Work item.
Show each line of the listing in which the word "epoch" occurs.

Material for the task.
----

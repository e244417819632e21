use super::{ClientError, Result, TrackerClient};
use crate::services::{Artifact, Experiment, ExperimentStatus, NewSample};
use crate::wire::MetricLogResponse;
use serde_json::{Map, Value};
use std::future::Future;
use std::path::Path;

/// One active experiment, from `start` to `finish`.
///
/// ```no_run
/// # async fn train() -> mltrack::client::Result<()> {
/// use mltrack::client::{Session, TrackerClient};
/// use mltrack::services::ExperimentStatus;
///
/// let client = TrackerClient::new("http://localhost:8000");
/// let session = Session::start(client, "resnet-baseline", vec![], Default::default()).await?;
/// for epoch in 0..10 {
///     session.log("loss", 1.0 / (epoch + 1) as f64, epoch).await?;
/// }
/// session.finish(ExperimentStatus::Completed).await?;
/// # Ok(())
/// # }
/// ```
#[derive(Debug, Clone)]
pub struct Session {
    client: TrackerClient,
    experiment: Experiment,
}

impl Session {
    /// Create a new experiment and track it
    pub async fn start(
        client: TrackerClient,
        name: &str,
        tags: Vec<String>,
        hyperparameters: Map<String, Value>,
    ) -> Result<Self> {
        let experiment = client
            .create_experiment(name, tags, hyperparameters)
            .await?;
        tracing::info!(experiment_id = %experiment.id, name = %name, "Started experiment");
        Ok(Self { client, experiment })
    }

    /// Run `train` inside a new experiment.
    ///
    /// The experiment is finished as completed when `train` returns `Ok` and
    /// as failed when it returns `Err`, in which case the training error is
    /// returned unchanged.
    ///
    /// ```no_run
    /// # async fn train() -> anyhow::Result<()> {
    /// use mltrack::client::{Session, TrackerClient};
    ///
    /// let client = TrackerClient::new("http://localhost:8000");
    /// let best = Session::run(client, "sweep-3", vec![], Default::default(), |session| async move {
    ///     session.log("loss", 0.12, 0).await?;
    ///     Ok::<_, anyhow::Error>(0.12)
    /// })
    /// .await?;
    /// # Ok(())
    /// # }
    /// ```
    pub async fn run<F, Fut, T, E>(
        client: TrackerClient,
        name: &str,
        tags: Vec<String>,
        hyperparameters: Map<String, Value>,
        train: F,
    ) -> std::result::Result<T, E>
    where
        F: FnOnce(Session) -> Fut,
        Fut: Future<Output = std::result::Result<T, E>>,
        E: From<ClientError>,
    {
        let session = Self::start(client, name, tags, hyperparameters).await?;

        match train(session.clone()).await {
            Ok(value) => {
                session.finish(ExperimentStatus::Completed).await?;
                Ok(value)
            },
            Err(err) => {
                let experiment_id = session.id().to_string();
                if let Err(finish_err) = session.finish(ExperimentStatus::Failed).await {
                    tracing::warn!(
                        experiment_id = %experiment_id,
                        error = %finish_err,
                        "Failed to mark experiment as failed"
                    );
                }
                Err(err)
            },
        }
    }

    /// Attach to an experiment that already exists
    pub async fn resume(client: TrackerClient, experiment_id: &str) -> Result<Self> {
        let experiment = client.get_experiment(experiment_id).await?;
        Ok(Self { client, experiment })
    }

    pub fn id(&self) -> &str {
        &self.experiment.id
    }

    pub fn experiment(&self) -> &Experiment {
        &self.experiment
    }

    /// Log a single metric value
    pub async fn log(&self, metric_name: &str, value: f64, step: i64) -> Result<()> {
        self.client
            .log_metric(self.id(), &NewSample::new(metric_name, step, value))
            .await?;
        Ok(())
    }

    /// Log several metrics at the same step in one request
    pub async fn log_many<I, K>(&self, metrics: I, step: i64) -> Result<MetricLogResponse>
    where
        I: IntoIterator<Item = (K, f64)>,
        K: Into<String>,
    {
        let samples = metrics
            .into_iter()
            .map(|(name, value)| NewSample::new(name, step, value))
            .collect();
        self.client.log_metrics(self.id(), samples).await
    }

    /// Upload a local file as an artifact of this experiment
    pub async fn save_artifact(&self, path: impl AsRef<Path>) -> Result<Artifact> {
        self.client.upload_artifact(self.id(), path.as_ref()).await
    }

    /// Add tags, keeping the ones already present
    pub async fn add_tags<I, T>(&mut self, tags: I) -> Result<&Experiment>
    where
        I: IntoIterator<Item = T>,
        T: Into<String>,
    {
        let current = self.client.get_experiment(self.id()).await?;
        let merged = merge_tags(current.tags, tags);
        self.experiment = self.client.update_tags(self.id(), merged).await?;
        Ok(&self.experiment)
    }

    /// Mark the experiment finished and end the session
    pub async fn finish(self, status: ExperimentStatus) -> Result<Experiment> {
        let experiment = self.client.update_status(self.id(), status).await?;
        tracing::info!(experiment_id = %experiment.id, %status, "Finished experiment");
        Ok(experiment)
    }
}

fn merge_tags<I, T>(mut current: Vec<String>, extra: I) -> Vec<String>
where
    I: IntoIterator<Item = T>,
    T: Into<String>,
{
    for tag in extra {
        let tag = tag.into();
        if !current.contains(&tag) {
            current.push(tag);
        }
    }
    current
}
impl ArtifactService {
    /// Create a new artifact service rooted at `root` with default limits
    pub fn new(db: Arc<dyn Database>, root: impl Into<PathBuf>) -> Self {
        Self {
            db,
            root: root.into(),
            max_bytes: DEFAULT_MAX_ARTIFACT_BYTES,
            chunk_size: DEFAULT_CHUNK_SIZE,
        }
    }

    /// Create an artifact service from storage configuration
    pub fn from_config(db: Arc<dyn Database>, config: &StorageConfig) -> Self {
        Self::new(db, &config.artifacts_path).with_limits(config.max_artifact_bytes, config.chunk_size)
    }

    /// Override the size cap and the read chunk size
    pub fn with_limits(mut self, max_bytes: u64, chunk_size: usize) -> Self {
        self.max_bytes = max_bytes;
        self.chunk_size = chunk_size.max(1);
        self
    }

    pub fn root(&self) -> &Path {
        &self.root
    }

    /// Stream `content` into a new artifact file and record it.
    ///
    /// Fails with AlreadyExists if the experiment already has an artifact
    /// with the same sanitized name, and with PayloadTooLarge once more than
    /// the configured cap has been read. Any failure after the file was
    /// created removes it, including the future being dropped mid-write.
    pub async fn store<R>(
        &self,
        experiment_id: &str,
        filename: &str,
        mut content: R,
    ) -> Result<Artifact, ServiceError>
    where
        R: AsyncRead + Unpin + Send,
    {
        let exists = self
            .db
            .experiment_exists(experiment_id)
            .await
            .context("Failed to look up experiment")?;
        if !exists {
            return Err(ServiceError::experiment_not_found(experiment_id));
        }

        let filename = sanitize_filename(filename)?;
        let dir = self.experiment_dir(experiment_id).ok_or_else(|| {
            ServiceError::InvalidInput(format!("Invalid experiment id '{}'", experiment_id))
        })?;

        tokio::fs::create_dir_all(&dir)
            .await
            .context("Failed to create artifact directory")?;

        let path = dir.join(&filename);
        let file = match OpenOptions::new()
            .write(true)
            .create_new(true)
            .open(&path)
            .await
        {
            Ok(file) => file,
            Err(err) if err.kind() == io::ErrorKind::AlreadyExists => {
                return Err(duplicate_name(experiment_id, &filename));
            },
            Err(err) => {
                return Err(anyhow::Error::new(err)
                    .context("Failed to create artifact file")
                    .into());
            },
        };

        let partial = PartialFile::new(path.clone());
        let size_bytes = match self.write_content(file, &mut content).await {
            Ok(size) => size,
            Err(err) => {
                partial.discard().await;
                return Err(err);
            },
        };

        let artifact = Artifact::new(
            experiment_id.to_string(),
            filename,
            path.to_string_lossy().into_owned(),
            size_bytes,
        );

        match self.db.insert_artifact(&artifact).await {
            Ok(true) => partial.keep(),
            Ok(false) => {
                partial.discard().await;
                return Err(duplicate_name(experiment_id, &artifact.filename));
            },
            Err(err) => {
                partial.discard().await;
                return Err(err.context("Failed to record artifact").into());
            },
        }

        tracing::info!(
            artifact_id = %artifact.id,
            experiment_id = %experiment_id,
            filename = %artifact.filename,
            size_bytes,
            "Stored artifact"
        );
        Ok(artifact)
    }

    /// Get artifact by ID
    pub async fn get(&self, id: &str) -> Result<Artifact, ServiceError> {
        self.db
            .get_artifact(id)
            .await
            .context("Failed to get artifact")?
            .ok_or_else(|| ServiceError::artifact_not_found(id))
    }

    /// Artifacts of an experiment, most recently uploaded first.
    ///
    /// An unknown experiment simply has no artifacts.
    pub async fn list(
        &self,
        experiment_id: &str,
        skip: usize,
        limit: usize,
    ) -> Result<Vec<Artifact>, ServiceError> {
        Ok(self
            .db
            .list_artifacts(experiment_id, skip, limit)
            .await
            .context("Failed to list artifacts")?)
    }

    /// Open an artifact's file for reading
    pub async fn retrieve_content(&self, id: &str) -> Result<ArtifactContent, ServiceError> {
        let artifact = self.get(id).await?;

        let file = match File::open(&artifact.filepath).await {
            Ok(file) => file,
            Err(err) if err.kind() == io::ErrorKind::NotFound => {
                return Err(ServiceError::NotFound(
                    "Artifact file not found on disk".to_string(),
                ));
            },
            Err(err) => {
                return Err(anyhow::Error::new(err)
                    .context("Failed to open artifact file")
                    .into());
            },
        };

        Ok(ArtifactContent { artifact, file })
    }

    /// Delete an artifact's file and record.
    ///
    /// A file that cannot be removed is logged and otherwise ignored.
    pub async fn delete(&self, id: &str) -> Result<bool, ServiceError> {
        let artifact = self.get(id).await?;

        remove_file_logged(Path::new(&artifact.filepath)).await;

        let deleted = self
            .db
            .delete_artifact(id)
            .await
            .context("Failed to delete artifact record")?;

        if deleted {
            tracing::info!(artifact_id = %id, experiment_id = %artifact.experiment_id, "Deleted artifact");
        }
        Ok(deleted)
    }

    /// Remove an experiment's artifact directory.
    ///
    /// Called after the experiment itself has been deleted; the records are
    /// already gone by then, so failures are only logged.
    pub async fn purge_experiment(&self, experiment_id: &str) {
        let Some(dir) = self.experiment_dir(experiment_id) else {
            tracing::warn!(experiment_id = %experiment_id, "Refusing to purge artifacts for unsafe experiment id");
            return;
        };

        match tokio::fs::remove_dir_all(&dir).await {
            Ok(()) => {
                tracing::info!(experiment_id = %experiment_id, "Purged artifact directory");
            },
            Err(err) if err.kind() == io::ErrorKind::NotFound => {},
            Err(err) => {
                tracing::warn!(
                    experiment_id = %experiment_id,
                    error = %err,
                    "Failed to purge artifact directory"
                );
            },
        }
    }

    async fn write_content<R>(&self, mut file: File, content: &mut R) -> Result<u64, ServiceError>
    where
        R: AsyncRead + Unpin + Send,
    {
        let mut buf = vec![0u8; self.chunk_size];
        let mut total: u64 = 0;

        loop {
            let n = content
                .read(&mut buf)
                .await
                .context("Failed to read upload")?;
            if n == 0 {
                break;
            }

            total += n as u64;
            if total > self.max_bytes {
                return Err(ServiceError::PayloadTooLarge(format!(
                    "File size exceeds {} limit",
                    format_limit(self.max_bytes)
                )));
            }

            file.write_all(&buf[..n])
                .await
                .context("Failed to write artifact file")?;
        }

        file.flush().await.context("Failed to write artifact file")?;
        file.sync_all()
            .await
            .context("Failed to write artifact file")?;
        Ok(total)
    }

    /// Directory for an experiment's files, if the id is a single plain
    /// path component.
    fn experiment_dir(&self, experiment_id: &str) -> Option<PathBuf> {
        let mut components = Path::new(experiment_id).components();
        match (components.next(), components.next()) {
            (Some(Component::Normal(name)), None) => Some(self.root.join(name)),
            _ => None,
        }
    }
}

----

Answer section.
/// for epoch in 0..10 {
///     session.log("loss", 1.0 / (epoch + 1) as f64, epoch).await?;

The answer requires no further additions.